You can also send the data to your mobile device. The cloud is an important part. That is what we call connected services or remote monitoring services. You actually let a third party do the monitoring for you. That is new and exciting. It is still using the same familiar unlying technologies, like fieldbus and wirelessHART.

Q: In terms of business models, what new business models have been created with IoT?

JB: The chemical plant in Singapore is exciting in that they never bought a single screw. We said we will monitor their steam traps. We installed the equipment in their plant, which still belongs to Emerson. They pay us a monthly fee and we send them a weekly report.

It is on the opposite spectrum of selling equipment and leaving it to the customer to do it. We take care of everything. We make sure the instruments are functional, the battery is ok, the network is ok, and we make sure that the software that sits in the cloud is ok and updated to the latest version and the latest security patches. Our experts analyse the data and give a report. We basically can generate a work order. That is completely new.

Q: A lot of security firms are now talking about the challenges associated with the gap between IT and OT. Can you discuss more about that gap and how it impacts Emerson?

JB: This is a great concern to the customers. Unless you can provide them with a secure solution they are not going to do anything. What is happening in the case of the chemical plant or several others, is that we provide a second separate system. A customer does not want to connect their existing DCS to the internet. That is the challenge of the IT-OT interface.

Let us say the steam trap monitoring or vibration monitoring is a completely independent system. It does not touch the DCS so therefore it cannot simply be used as an entry point to the control system. That way we can circumvent or avoid that whole issue. We use Microsoft Azure cloud. Microsoft have done a good job of ensuring the security of their data centre to all of their international standards. Being able to present that to the customers is very good too.

Q: How does IoT redefine situational awareness which is important for the process sector?

JB: First of all IoT is mainly used for non-realtime applications, so if I can just step back for a second. For instance, somebody activates a safety shower in the plant. You need the operators to know about that immediately, so they can send first aid responders so assist that guy. You really would not send that to an external party that generates a weekly or a daily report, it would be way too late. I think that part will predominantly still be done in the plant.

This also applied to a situation where someone has left a valve open when it should be closed. That needs to be known within the plant. Our pervasive sensing scheme fits in very well with that to provide that situational awareness within the plant. The IoT lends itself to those new business models where you look at weekly, or monthly, or daily reports. This lends itself very well to the other two domains I spoke about —reliability and energy efficiency.
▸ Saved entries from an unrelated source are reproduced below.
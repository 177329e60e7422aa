//! Database schema definitions and migration logic.

use chrono::Utc;
use rusqlite::{Connection, OptionalExtension};

use crate::error::{KanbanError, Result};

/// Bumped whenever the DDL below changes shape.
pub const CURRENT_SCHEMA_VERSION: i32 = 2;

/// The complete SQL schema for the kanban database.
pub const SCHEMA_SQL: &str = r"
    CREATE TABLE IF NOT EXISTS organizations (
        id INTEGER PRIMARY KEY AUTOINCREMENT,
        name TEXT NOT NULL UNIQUE,
        created_at TEXT NOT NULL
    );

    CREATE TABLE IF NOT EXISTS repositories (
        id INTEGER PRIMARY KEY AUTOINCREMENT,
        org_id INTEGER NOT NULL,
        name TEXT NOT NULL,
        full_name TEXT NOT NULL UNIQUE,
        last_sync_at TEXT,
        created_at TEXT NOT NULL,
        UNIQUE (org_id, name),
        FOREIGN KEY (org_id) REFERENCES organizations(id)
    );

    -- Label cache per repository, compared against config before pushing
    CREATE TABLE IF NOT EXISTS labels (
        id INTEGER PRIMARY KEY AUTOINCREMENT,
        repo_id INTEGER NOT NULL,
        name TEXT NOT NULL,
        color TEXT NOT NULL,
        description TEXT NOT NULL DEFAULT '',
        category TEXT NOT NULL DEFAULT 'other',
        synced_at TEXT NOT NULL,
        UNIQUE (repo_id, name),
        FOREIGN KEY (repo_id) REFERENCES repositories(id) ON DELETE CASCADE
    );

    CREATE TABLE IF NOT EXISTS issues (
        id INTEGER PRIMARY KEY AUTOINCREMENT,
        repo_id INTEGER NOT NULL,
        number INTEGER NOT NULL,
        title TEXT NOT NULL,
        state TEXT NOT NULL,
        status TEXT,
        priority TEXT,
        issue_type TEXT,
        size TEXT,
        is_blocked INTEGER NOT NULL DEFAULT 0,
        assignee TEXT,
        created_at TEXT NOT NULL,
        updated_at TEXT NOT NULL,
        closed_at TEXT,
        entered_ready_at TEXT,
        entered_in_progress_at TEXT,
        entered_review_at TEXT,
        entered_testing_at TEXT,
        entered_done_at TEXT,
        lead_time_hours REAL,
        cycle_time_hours REAL,
        blocked_time_hours REAL NOT NULL DEFAULT 0,
        synced_at TEXT NOT NULL,
        UNIQUE (repo_id, number),
        FOREIGN KEY (repo_id) REFERENCES repositories(id) ON DELETE CASCADE
    );
    CREATE INDEX IF NOT EXISTS idx_issues_repo_state ON issues(repo_id, state);
    CREATE INDEX IF NOT EXISTS idx_issues_status ON issues(status);
    CREATE INDEX IF NOT EXISTS idx_issues_closed_at ON issues(closed_at);
    CREATE INDEX IF NOT EXISTS idx_issues_created_at ON issues(created_at);

    CREATE TABLE IF NOT EXISTS issue_labels (
        issue_id INTEGER NOT NULL,
        label TEXT NOT NULL,
        PRIMARY KEY (issue_id, label),
        FOREIGN KEY (issue_id) REFERENCES issues(id) ON DELETE CASCADE
    );

    CREATE TABLE IF NOT EXISTS pull_requests (
        id INTEGER PRIMARY KEY AUTOINCREMENT,
        repo_id INTEGER NOT NULL,
        number INTEGER NOT NULL,
        title TEXT NOT NULL,
        state TEXT NOT NULL,
        is_draft INTEGER NOT NULL DEFAULT 0,
        author TEXT,
        created_at TEXT NOT NULL,
        updated_at TEXT NOT NULL,
        merged_at TEXT,
        closed_at TEXT,
        additions INTEGER NOT NULL DEFAULT 0,
        deletions INTEGER NOT NULL DEFAULT 0,
        changed_files INTEGER NOT NULL DEFAULT 0,
        merge_time_hours REAL,
        synced_at TEXT NOT NULL,
        UNIQUE (repo_id, number),
        FOREIGN KEY (repo_id) REFERENCES repositories(id) ON DELETE CASCADE
    );

    CREATE TABLE IF NOT EXISTS pr_issue_links (
        pr_id INTEGER NOT NULL,
        issue_id INTEGER NOT NULL,
        PRIMARY KEY (pr_id, issue_id),
        FOREIGN KEY (pr_id) REFERENCES pull_requests(id) ON DELETE CASCADE,
        FOREIGN KEY (issue_id) REFERENCES issues(id) ON DELETE CASCADE
    );

    -- Append-only status ledger
    CREATE TABLE IF NOT EXISTS status_transitions (
        id INTEGER PRIMARY KEY AUTOINCREMENT,
        issue_id INTEGER NOT NULL,
        from_status TEXT,
        to_status TEXT NOT NULL,
        transitioned_at TEXT NOT NULL,
        FOREIGN KEY (issue_id) REFERENCES issues(id) ON DELETE CASCADE
    );
    CREATE INDEX IF NOT EXISTS idx_transitions_issue ON status_transitions(issue_id, transitioned_at);

    CREATE TABLE IF NOT EXISTS blocked_periods (
        id INTEGER PRIMARY KEY AUTOINCREMENT,
        issue_id INTEGER NOT NULL,
        blocked_at TEXT NOT NULL,
        unblocked_at TEXT,
        duration_hours REAL,
        reason TEXT NOT NULL DEFAULT 'label',
        FOREIGN KEY (issue_id) REFERENCES issues(id) ON DELETE CASCADE
    );
    CREATE INDEX IF NOT EXISTS idx_blocked_periods_issue ON blocked_periods(issue_id);

    CREATE TABLE IF NOT EXISTS cfd_snapshots (
        id INTEGER PRIMARY KEY AUTOINCREMENT,
        repo_id INTEGER NOT NULL,
        snapshot_date TEXT NOT NULL,
        status TEXT NOT NULL,
        count INTEGER NOT NULL,
        UNIQUE (repo_id, snapshot_date, status),
        FOREIGN KEY (repo_id) REFERENCES repositories(id) ON DELETE CASCADE
    );

    CREATE TABLE IF NOT EXISTS sync_history (
        id INTEGER PRIMARY KEY AUTOINCREMENT,
        repo_id INTEGER,
        sync_type TEXT NOT NULL,
        started_at TEXT NOT NULL,
        completed_at TEXT,
        status TEXT NOT NULL,
        items_synced INTEGER NOT NULL DEFAULT 0,
        error_message TEXT,
        FOREIGN KEY (repo_id) REFERENCES repositories(id) ON DELETE SET NULL
    );
    CREATE INDEX IF NOT EXISTS idx_sync_history_started ON sync_history(started_at);

    CREATE TABLE IF NOT EXISTS metadata (
        key TEXT PRIMARY KEY,
        value TEXT NOT NULL
    );
";

const VERSION_TABLE_SQL: &str = "CREATE TABLE IF NOT EXISTS schema_version (
    version INTEGER PRIMARY KEY,
    applied_at TEXT NOT NULL
)";

/// Highest schema version recorded in the database, 0 for a fresh file.
///
/// # Errors
///
/// Returns an error if the version table cannot be read.
pub fn stored_version(conn: &Connection) -> Result<i32> {
    conn.execute(VERSION_TABLE_SQL, [])?;
    let version: Option<i32> = conn
        .query_row("SELECT MAX(version) FROM schema_version", [], |row| row.get(0))
        .optional()?
        .flatten();
    Ok(version.unwrap_or(0))
}

/// Bring the database up to [`CURRENT_SCHEMA_VERSION`].
///
/// The DDL is idempotent (`IF NOT EXISTS`); it only runs when the stored
/// version is behind. A database written by a newer binary is refused.
///
/// # Errors
///
/// Returns [`KanbanError::SchemaMismatch`] when the stored version is newer,
/// or a database error if the SQL execution fails.
pub fn apply_schema(conn: &Connection) -> Result<()> {
    let found = stored_version(conn)?;
    if found > CURRENT_SCHEMA_VERSION {
        return Err(KanbanError::SchemaMismatch {
            expected: CURRENT_SCHEMA_VERSION,
            found,
        });
    }

    if found < CURRENT_SCHEMA_VERSION {
        tracing::debug!(from = found, to = CURRENT_SCHEMA_VERSION, "Applying schema");
        conn.execute_batch(SCHEMA_SQL)?;
        run_migrations(conn)?;
        conn.execute(
            "INSERT OR REPLACE INTO schema_version (version, applied_at) VALUES (?1, ?2)",
            rusqlite::params![CURRENT_SCHEMA_VERSION, Utc::now().to_rfc3339()],
        )?;
    }

    conn.pragma_update(None, "journal_mode", "WAL")?;
    conn.pragma_update(None, "foreign_keys", "ON")?;

    Ok(())
}

/// Upgrade tables created by older schema versions.
fn run_migrations(conn: &Connection) -> Result<()> {
    // v1 databases predate the size classification column
    let has_size: bool = conn
        .prepare("SELECT 1 FROM pragma_table_info('issues') WHERE name='size'")
        .and_then(|mut stmt| stmt.exists([]))
        .unwrap_or(false);

    if !has_size {
        conn.execute("ALTER TABLE issues ADD COLUMN size TEXT", [])?;
    }

    Ok(())
}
If a bearing is beginning to develop a problem you can send a report that same week. That is more than good enough. The same thing applies to a heat exchanger that is beginning to fail. That is where IoT will be most useful. There is a lot of missing measurements that can be covered with IoT. Some of this data can be used within the plant, whilst some of it gets sent to the cloud to be used by the service provider.

Asset management is one example of a major use case for IoT in the process sector. This would fall under reliability monitoring. You want to make sure the plant is running smoothly and no parts of that plant are about to fail. You also want to make sure the plant is energy efficient and does its job well.